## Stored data
'''
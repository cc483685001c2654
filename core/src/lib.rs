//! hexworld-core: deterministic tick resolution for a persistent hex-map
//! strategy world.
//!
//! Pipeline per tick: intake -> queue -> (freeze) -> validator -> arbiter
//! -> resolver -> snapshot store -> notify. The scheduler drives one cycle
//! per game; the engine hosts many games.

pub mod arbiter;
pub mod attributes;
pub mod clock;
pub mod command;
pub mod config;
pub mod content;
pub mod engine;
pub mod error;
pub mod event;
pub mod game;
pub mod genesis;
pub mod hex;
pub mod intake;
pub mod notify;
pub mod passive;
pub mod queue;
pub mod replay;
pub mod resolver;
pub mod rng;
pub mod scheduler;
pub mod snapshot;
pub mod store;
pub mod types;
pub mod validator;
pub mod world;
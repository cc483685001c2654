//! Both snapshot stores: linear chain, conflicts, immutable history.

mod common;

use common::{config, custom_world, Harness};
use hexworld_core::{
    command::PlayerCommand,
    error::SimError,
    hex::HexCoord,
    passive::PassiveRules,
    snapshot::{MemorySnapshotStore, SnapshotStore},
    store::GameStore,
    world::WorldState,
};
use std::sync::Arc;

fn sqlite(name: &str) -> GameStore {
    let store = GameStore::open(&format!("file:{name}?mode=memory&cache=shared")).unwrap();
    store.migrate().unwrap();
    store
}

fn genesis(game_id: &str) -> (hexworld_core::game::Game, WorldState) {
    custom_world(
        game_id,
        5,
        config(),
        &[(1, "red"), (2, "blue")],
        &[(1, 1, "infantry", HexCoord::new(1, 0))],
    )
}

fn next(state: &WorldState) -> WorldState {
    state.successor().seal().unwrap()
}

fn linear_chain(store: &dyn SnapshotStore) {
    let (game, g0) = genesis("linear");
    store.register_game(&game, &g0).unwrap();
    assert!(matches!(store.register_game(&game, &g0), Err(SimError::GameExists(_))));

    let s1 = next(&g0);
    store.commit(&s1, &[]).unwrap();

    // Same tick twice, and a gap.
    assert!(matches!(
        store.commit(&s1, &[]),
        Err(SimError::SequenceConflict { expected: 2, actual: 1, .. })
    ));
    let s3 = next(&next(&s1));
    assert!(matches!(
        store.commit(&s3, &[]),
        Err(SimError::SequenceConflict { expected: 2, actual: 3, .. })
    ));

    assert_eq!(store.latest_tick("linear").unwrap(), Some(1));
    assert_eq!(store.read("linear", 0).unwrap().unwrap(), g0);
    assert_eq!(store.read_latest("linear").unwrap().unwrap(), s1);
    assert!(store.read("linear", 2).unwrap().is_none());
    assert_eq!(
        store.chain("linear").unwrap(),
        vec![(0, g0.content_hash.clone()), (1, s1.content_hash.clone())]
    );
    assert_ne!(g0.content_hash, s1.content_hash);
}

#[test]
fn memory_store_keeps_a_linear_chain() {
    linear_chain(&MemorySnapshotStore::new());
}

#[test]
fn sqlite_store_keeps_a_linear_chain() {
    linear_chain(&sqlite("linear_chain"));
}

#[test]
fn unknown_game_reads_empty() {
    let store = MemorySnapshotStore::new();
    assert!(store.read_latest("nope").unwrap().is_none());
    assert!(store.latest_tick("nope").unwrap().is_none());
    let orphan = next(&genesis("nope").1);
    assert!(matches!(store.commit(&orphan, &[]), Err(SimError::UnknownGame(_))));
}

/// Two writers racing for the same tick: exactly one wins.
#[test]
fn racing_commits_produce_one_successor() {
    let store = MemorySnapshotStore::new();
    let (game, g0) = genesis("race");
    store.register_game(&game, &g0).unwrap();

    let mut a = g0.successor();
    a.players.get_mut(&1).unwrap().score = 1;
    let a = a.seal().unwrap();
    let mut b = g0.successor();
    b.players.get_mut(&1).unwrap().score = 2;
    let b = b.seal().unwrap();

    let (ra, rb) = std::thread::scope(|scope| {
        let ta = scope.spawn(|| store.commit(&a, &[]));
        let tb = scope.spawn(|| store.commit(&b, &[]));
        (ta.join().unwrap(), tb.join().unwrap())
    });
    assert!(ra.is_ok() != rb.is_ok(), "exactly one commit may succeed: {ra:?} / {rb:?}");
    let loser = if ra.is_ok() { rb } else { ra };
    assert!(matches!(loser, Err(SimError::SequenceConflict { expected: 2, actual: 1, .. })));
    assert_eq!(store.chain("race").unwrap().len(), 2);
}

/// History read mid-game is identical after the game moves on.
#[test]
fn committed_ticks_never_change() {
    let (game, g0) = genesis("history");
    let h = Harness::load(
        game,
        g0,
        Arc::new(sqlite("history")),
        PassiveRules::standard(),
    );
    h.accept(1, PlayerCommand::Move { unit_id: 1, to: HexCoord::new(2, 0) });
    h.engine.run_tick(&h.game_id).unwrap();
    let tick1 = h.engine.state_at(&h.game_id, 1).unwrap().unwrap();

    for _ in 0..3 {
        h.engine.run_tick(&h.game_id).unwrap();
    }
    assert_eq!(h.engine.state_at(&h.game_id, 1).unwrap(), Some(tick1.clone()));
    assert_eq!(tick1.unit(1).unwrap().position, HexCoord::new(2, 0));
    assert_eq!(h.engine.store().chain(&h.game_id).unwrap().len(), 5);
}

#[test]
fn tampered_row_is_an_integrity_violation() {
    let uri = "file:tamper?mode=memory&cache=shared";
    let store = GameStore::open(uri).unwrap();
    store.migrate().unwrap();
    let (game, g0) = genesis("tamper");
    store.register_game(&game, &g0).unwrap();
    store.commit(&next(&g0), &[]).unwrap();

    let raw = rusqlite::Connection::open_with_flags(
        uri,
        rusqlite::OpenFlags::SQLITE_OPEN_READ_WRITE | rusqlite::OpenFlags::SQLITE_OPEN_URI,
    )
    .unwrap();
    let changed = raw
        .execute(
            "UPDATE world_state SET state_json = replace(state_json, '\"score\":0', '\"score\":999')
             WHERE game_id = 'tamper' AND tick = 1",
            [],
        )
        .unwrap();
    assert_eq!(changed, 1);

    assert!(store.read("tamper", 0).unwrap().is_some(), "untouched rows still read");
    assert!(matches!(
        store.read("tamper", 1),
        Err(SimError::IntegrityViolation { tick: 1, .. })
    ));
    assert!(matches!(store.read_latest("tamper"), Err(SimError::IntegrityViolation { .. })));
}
'''
## DESCRIPTION OF THE TASK
Every record above should be output exactly.

## FINISHED TASK
repository cc483685001c2654
filename core/src/lib.rs
//! hexworld-core: deterministic tick resolution for a persistent hex-map
//! strategy world.
//!
//! Pipeline per tick: intake -> queue -> (freeze) -> validator -> arbiter
//! -> resolver -> snapshot store -> notify. The scheduler drives one cycle
//! per game; the engine hosts many games.

pub mod arbiter;
pub mod attributes;
pub mod clock;
pub mod command;
pub mod config;
pub mod content;
pub mod engine;
pub mod error;
pub mod event;
pub mod game;
pub mod genesis;
pub mod hex;
pub mod intake;
pub mod notify;
pub mod passive;
pub mod queue;
pub mod replay;
pub mod resolver;
pub mod rng;
pub mod scheduler;
pub mod snapshot;
pub mod store;
pub mod types;
pub mod validator;
pub mod world;
repository cc483685001c2654
//! Both snapshot stores: linear chain, conflicts, immutable history.

mod common;

use common::{config, custom_world, Harness};
use hexworld_core::{
    command::PlayerCommand,
    error::SimError,
    hex::HexCoord,
    passive::PassiveRules,
    snapshot::{MemorySnapshotStore, SnapshotStore},
    store::GameStore,
    world::WorldState,
};
use std::sync::Arc;

fn sqlite(name: &str) -> GameStore {
    let store = GameStore::open(&format!("file:{name}?mode=memory&cache=shared")).unwrap();
    store.migrate().unwrap();
    store
}

fn genesis(game_id: &str) -> (hexworld_core::game::Game, WorldState) {
    custom_world(
        game_id,
        5,
        config(),
        &[(1, "red"), (2, "blue")],
        &[(1, 1, "infantry", HexCoord::new(1, 0))],
    )
}

fn next(state: &WorldState) -> WorldState {
    state.successor().seal().unwrap()
}

fn linear_chain(store: &dyn SnapshotStore) {
    let (game, g0) = genesis("linear");
    store.register_game(&game, &g0).unwrap();
    assert!(matches!(store.register_game(&game, &g0), Err(SimError::GameExists(_))));

    let s1 = next(&g0);
    store.commit(&s1, &[]).unwrap();

    // Same tick twice, and a gap.
    assert!(matches!(
        store.commit(&s1, &[]),
        Err(SimError::SequenceConflict { expected: 2, actual: 1, .. })
    ));
    let s3 = next(&next(&s1));
    assert!(matches!(
        store.commit(&s3, &[]),
        Err(SimError::SequenceConflict { expected: 2, actual: 3, .. })
    ));

    assert_eq!(store.latest_tick("linear").unwrap(), Some(1));
    assert_eq!(store.read("linear", 0).unwrap().unwrap(), g0);
    assert_eq!(store.read_latest("linear").unwrap().unwrap(), s1);
    assert!(store.read("linear", 2).unwrap().is_none());
    assert_eq!(
        store.chain("linear").unwrap(),
        vec![(0, g0.content_hash.clone()), (1, s1.content_hash.clone())]
    );
    assert_ne!(g0.content_hash, s1.content_hash);
}

#[test]
fn memory_store_keeps_a_linear_chain() {
    linear_chain(&MemorySnapshotStore::new());
}

#[test]
fn sqlite_store_keeps_a_linear_chain() {
    linear_chain(&sqlite("linear_chain"));
}

#[test]
fn unknown_game_reads_empty() {
    let store = MemorySnapshotStore::new();
    assert!(store.read_latest("nope").unwrap().is_none());
    assert!(store.latest_tick("nope").unwrap().is_none());
    let orphan = next(&genesis("nope").1);
    assert!(matches!(store.commit(&orphan, &[]), Err(SimError::UnknownGame(_))));
}

/// Two writers racing for the same tick: exactly one wins.
#[test]
fn racing_commits_produce_one_successor() {
    let store = MemorySnapshotStore::new();
    let (game, g0) = genesis("race");
    store.register_game(&game, &g0).unwrap();

    let mut a = g0.successor();
    a.players.get_mut(&1).unwrap().score = 1;
    let a = a.seal().unwrap();
    let mut b = g0.successor();
    b.players.get_mut(&1).unwrap().score = 2;
    let b = b.seal().unwrap();

    let (ra, rb) = std::thread::scope(|scope| {
        let ta = scope.spawn(|| store.commit(&a, &[]));
        let tb = scope.spawn(|| store.commit(&b, &[]));
        (ta.join().unwrap(), tb.join().unwrap())
    });
    assert!(ra.is_ok() != rb.is_ok(), "exactly one commit may succeed: {ra:?} / {rb:?}");
    let loser = if ra.is_ok() { rb } else { ra };
    assert!(matches!(loser, Err(SimError::SequenceConflict { expected: 2, actual: 1, .. })));
    assert_eq!(store.chain("race").unwrap().len(), 2);
}

/// History read mid-game is identical after the game moves on.
#[test]
fn committed_ticks_never_change() {
    let (game, g0) = genesis("history");
    let h = Harness::load(
        game,
        g0,
        Arc::new(sqlite("history")),
        PassiveRules::standard(),
    );
    h.accept(1, PlayerCommand::Move { unit_id: 1, to: HexCoord::new(2, 0) });
    h.engine.run_tick(&h.game_id).unwrap();
    let tick1 = h.engine.state_at(&h.game_id, 1).unwrap().unwrap();

    for _ in 0..3 {
        h.engine.run_tick(&h.game_id).unwrap();
    }
    assert_eq!(h.engine.state_at(&h.game_id, 1).unwrap(), Some(tick1.clone()));
    assert_eq!(tick1.unit(1).unwrap().position, HexCoord::new(2, 0));
    assert_eq!(h.engine.store().chain(&h.game_id).unwrap().len(), 5);
}

#[test]
fn tampered_row_is_an_integrity_violation() {
    let uri = "file:tamper?mode=memory&cache=shared";
    let store = GameStore::open(uri).unwrap();
    store.migrate().unwrap();
    let (game, g0) = genesis("tamper");
    store.register_game(&game, &g0).unwrap();
    store.commit(&next(&g0), &[]).unwrap();

    let raw = rusqlite::Connection::open_with_flags(
        uri,
        rusqlite::OpenFlags::SQLITE_OPEN_READ_WRITE | rusqlite::OpenFlags::SQLITE_OPEN_URI,
    )
    .unwrap();
    let changed = raw
        .execute(
            "UPDATE world_state SET state_json = replace(state_json, '\"score\":0', '\"score\":999')
             WHERE game_id = 'tamper' AND tick = 1",
            [],
        )
        .unwrap();
    assert_eq!(changed, 1);

    assert!(store.read("tamper", 0).unwrap().is_some(), "untouched rows still read");
    assert!(matches!(
        store.read("tamper", 1),
        Err(SimError::IntegrityViolation { tick: 1, .. })
    ));
    assert!(matches!(store.read_latest("tamper"), Err(SimError::IntegrityViolation { .. })));
}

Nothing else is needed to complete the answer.